Lines before the one containing "use thiserror::Error;" are excluded; print that line and every line after it through the end of the material below, exactly.
[Start of section]
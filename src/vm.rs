//! The boundary to the script VM.
//!
//! Planes and screen items mirror script objects. The compositor reads an
//! object's properties once per add/update call and writes back only the
//! handful of corrections the interpreter has always written back.

use std::collections::HashMap;
use std::fmt;

/// Opaque handle of a script object.
///
/// Planes and items the engine creates for itself get ids from the
/// synthetic range so they can never collide with VM objects.
#[derive(Debug, Clone, Copy, PartialEq, Eq, PartialOrd, Ord, Hash, Default)]
pub struct ObjectId(pub u32);

impl ObjectId {
    pub const NULL: ObjectId = ObjectId(0);
    const SYNTHETIC_BASE: u32 = 0x8000_0000;

    pub const fn synthetic(n: u32) -> Self {
        ObjectId(Self::SYNTHETIC_BASE | n)
    }

    pub fn is_synthetic(self) -> bool {
        self.0 & Self::SYNTHETIC_BASE != 0
    }

    pub fn is_null(self) -> bool {
        self.0 == 0
    }
}

impl fmt::Display for ObjectId {
    fn fmt(&self, f: &mut fmt::Formatter<'_>) -> fmt::Result {
        write!(f, "{:04x}:{:04x}", self.0 >> 16, self.0 & 0xffff)
    }
}

/// Object properties the graphics subsystem knows about.
#[derive(Debug, Clone, Copy, PartialEq, Eq, Hash)]
pub enum Selector {
    // screen items
    Plane,
    X,
    Y,
    Z,
    ScaleX,
    ScaleY,
    MaxScale,
    ScaleSignal,
    View,
    Loop,
    Cel,
    FixPriority,
    Priority,
    UseInsetRect,
    Mirrored,
    // planes (and item inset rects)
    InLeft,
    InTop,
    InRight,
    InBottom,
    VanishingX,
    VanishingY,
    Picture,
    Back,
}

/// Property access into the VM heap.
pub trait ObjectStore {
    /// Read a property; absent properties read as 0, like the VM.
    fn read(&self, object: ObjectId, selector: Selector) -> i32;
    fn write(&mut self, object: ObjectId, selector: Selector, value: i32);
}

/// Hash-map backed store, enough to drive the engine without a VM.
#[derive(Debug, Default, Clone)]
pub struct MemoryObjectStore {
    values: HashMap<(ObjectId, Selector), i32>,
    writes: Vec<(ObjectId, Selector, i32)>,
}

impl MemoryObjectStore {
    pub fn new() -> Self {
        Self::default()
    }

    /// Set several properties at once.
    pub fn set(&mut self, object: ObjectId, props: &[(Selector, i32)]) {
        for &(sel, value) in props {
            self.values.insert((object, sel), value);
        }
    }

    pub fn get(&self, object: ObjectId, selector: Selector) -> i32 {
        self.read(object, selector)
    }

    /// Writes performed by the engine (not by [`MemoryObjectStore::set`]).
    pub fn engine_writes(&self) -> &[(ObjectId, Selector, i32)] {
        &self.writes
    }

    pub fn clear_engine_writes(&mut self) {
        self.writes.clear();
    }
}

impl ObjectStore for MemoryObjectStore {
    fn read(&self, object: ObjectId, selector: Selector) -> i32 {
        self.values.get(&(object, selector)).copied().unwrap_or(0)
    }

    fn write(&mut self, object: ObjectId, selector: Selector, value: i32) {
        self.values.insert((object, selector), value);
        self.writes.push((object, selector, value));
    }
}

#[cfg(test)]
mod tests {
    use super::*;

    #[test]
    fn synthetic_ids_are_tagged() {
        let id = ObjectId::synthetic(3);
        assert!(id.is_synthetic());
        assert!(!ObjectId(0x0012_0034).is_synthetic());
        assert_eq!(ObjectId(0x0012_0034).to_string(), "0012:0034");
    }

    #[test]
    fn store_tracks_engine_writes_only() {
        let mut store = MemoryObjectStore::new();
        let obj = ObjectId(7);
        store.set(obj, &[(Selector::Loop, 4)]);
        assert_eq!(store.read(obj, Selector::Loop), 4);
        assert_eq!(store.read(obj, Selector::Cel), 0);
        store.write(obj, Selector::Loop, 0);
        assert_eq!(store.engine_writes(), &[(obj, Selector::Loop, 0)]);
    }
}
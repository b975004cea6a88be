use thiserror::Error;

use crate::vm::ObjectId;

/// Failures reported back to the kernel-call layer.
#[derive(Error, Debug, Clone, PartialEq, Eq)]
pub enum GfxError {
    /// A call referenced a plane that is not in the active list.
    #[error("plane {0} is not present in the active planes list")]
    PlaneNotFound(ObjectId),

    #[error("screen item {item} not found in plane {plane}")]
    ScreenItemNotFound { plane: ObjectId, item: ObjectId },

    /// View or picture resource unknown to the cel provider.
    #[error("{kind} resource {id} not found")]
    ResourceNotFound { kind: &'static str, id: i32 },

    /// `seconds * 60` rounded over the divisions came out as zero ticks.
    #[error("show style has no duration")]
    NoDuration,

    #[error("unsupported show style {0}")]
    UnsupportedShowStyle(i16),

    #[error("invalid scroll on plane {plane}: {reason}")]
    InvalidScroll {
        plane: ObjectId,
        reason: &'static str,
    },
}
[End of section]
◆ **OUTPUT OF THE TASK**
use thiserror::Error;

use crate::vm::ObjectId;

/// Failures reported back to the kernel-call layer.
#[derive(Error, Debug, Clone, PartialEq, Eq)]
pub enum GfxError {
    /// A call referenced a plane that is not in the active list.
    #[error("plane {0} is not present in the active planes list")]
    PlaneNotFound(ObjectId),

    #[error("screen item {item} not found in plane {plane}")]
    ScreenItemNotFound { plane: ObjectId, item: ObjectId },

    /// View or picture resource unknown to the cel provider.
    #[error("{kind} resource {id} not found")]
    ResourceNotFound { kind: &'static str, id: i32 },

    /// `seconds * 60` rounded over the divisions came out as zero ticks.
    #[error("show style has no duration")]
    NoDuration,

    #[error("unsupported show style {0}")]
    UnsupportedShowStyle(i16),

    #[error("invalid scroll on plane {plane}: {reason}")]
    InvalidScroll {
        plane: ObjectId,
        reason: &'static str,
    },
}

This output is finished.